Intuition (geometric or other) of $Var(X) = E[X^2] - (E[X])^2$

Question

Consider the elementary identity of variance:

$$ \begin{eqnarray} Var(X) &=& E[(X - E[X])^2]\\ &=& ...\\ &=& E[X^2] - (E[X])^2 \end{eqnarray} $$

It is a simple algebraic manipulation of the definition of a central moment into non-central moments.

It allows convenient manipulation of $Var(X)$ in other contexts. It also allows calculation of variance via a single pass over data rather than two passes, first to calculate the mean, and then to calculate the variance.

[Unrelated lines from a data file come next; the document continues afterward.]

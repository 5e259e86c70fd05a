/*!
 * 基于角色的访问控制中间件
 *
 * 必须在 RequireJWT 之后执行（actix 中后 `.wrap` 的先执行）：
 *
 * ```rust,ignore
 * web::scope("/api/v1/admin")
 *     .wrap(RequireRole::new_any(UserRole::admin_roles()))
 *     .wrap(RequireJWT)
 * ```
 */

use actix_service::{Service, Transform};
use actix_web::{
    Error,
    body::EitherBody,
    dev::{ServiceRequest, ServiceResponse},
    http::StatusCode,
};
use futures_util::future::{LocalBoxFuture, Ready, ready};
use std::rc::Rc;
use tracing::info;

use crate::{
    middlewares::RequireJWT,
    models::{ErrorCode, users::UserRole},
};

use super::create_error_response;

#[derive(Clone)]
pub struct RequireRole {
    allowed_roles: Vec<UserRole>,
}

impl RequireRole {
    /// 只允许单一角色
    pub fn new(role: &UserRole) -> Self {
        Self {
            allowed_roles: vec![*role],
        }
    }

    /// 允许任一角色
    pub fn new_any(roles: &[&UserRole]) -> Self {
        Self {
            allowed_roles: roles.iter().map(|r| **r).collect(),
        }
    }
}

impl<S, B> Transform<S, ServiceRequest> for RequireRole
where
    S: Service<ServiceRequest, Response = ServiceResponse<B>, Error = Error> + 'static,
    B: 'static,
{
    type Response = ServiceResponse<EitherBody<B>>;
    type Error = Error;
    type InitError = ();
    type Transform = RequireRoleMiddleware<S>;
    type Future = Ready<Result<Self::Transform, Self::InitError>>;

    fn new_transform(&self, service: S) -> Self::Future {
        ready(Ok(RequireRoleMiddleware {
            service: Rc::new(service),
            allowed_roles: self.allowed_roles.clone(),
        }))
    }
}

pub struct RequireRoleMiddleware<S> {
    service: Rc<S>,
    allowed_roles: Vec<UserRole>,
}

impl<S, B> Service<ServiceRequest> for RequireRoleMiddleware<S>
where
    S: Service<ServiceRequest, Response = ServiceResponse<B>, Error = Error> + 'static,
    B: 'static,
{
    type Response = ServiceResponse<EitherBody<B>>;
    type Error = Error;
    type Future = LocalBoxFuture<'static, Result<Self::Response, Self::Error>>;

    fn poll_ready(
        &self,
        ctx: &mut std::task::Context<'_>,
    ) -> std::task::Poll<Result<(), Self::Error>> {
        self.service.poll_ready(ctx)
    }

    fn call(&self, req: ServiceRequest) -> Self::Future {
        let srv = self.service.clone();
        let allowed_roles = self.allowed_roles.clone();

        Box::pin(async move {
            match RequireJWT::extract_user_role(req.request()) {
                Some(role) if allowed_roles.contains(&role) => {
                    let res = srv.call(req).await?.map_into_left_body();
                    Ok(res)
                }
                Some(role) => {
                    info!(
                        "Access denied for role {} on {}. Allowed roles: {:?}",
                        role,
                        req.path(),
                        allowed_roles
                    );
                    Ok(req.into_response(
                        create_error_response(
                            StatusCode::FORBIDDEN,
                            ErrorCode::Forbidden,
                            "Bu işlem için yetkiniz yok.",
                        )
                        .map_into_right_body(),
                    ))
                }
                None => {
                    info!(
                        "Role check failed: no user in request. Make sure RequireJWT is applied first."
                    );
                    Ok(req.into_response(
                        create_error_response(
                            StatusCode::UNAUTHORIZED,
                            ErrorCode::Unauthorized,
                            "Oturum açmanız gerekiyor.",
                        )
                        .map_into_right_body(),
                    ))
                }
            }
        })
    }
}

But what does it mean? To me there's no immediate geometric intuition that relates spread about the mean to spread about 0. As $X$ is a set on a single dimension, how do you view the spread around a mean as the difference between spread around the origin and the square of the mean?

Are there any good linear algebra interpretations or physical interpretations or other that would give insight into this identity?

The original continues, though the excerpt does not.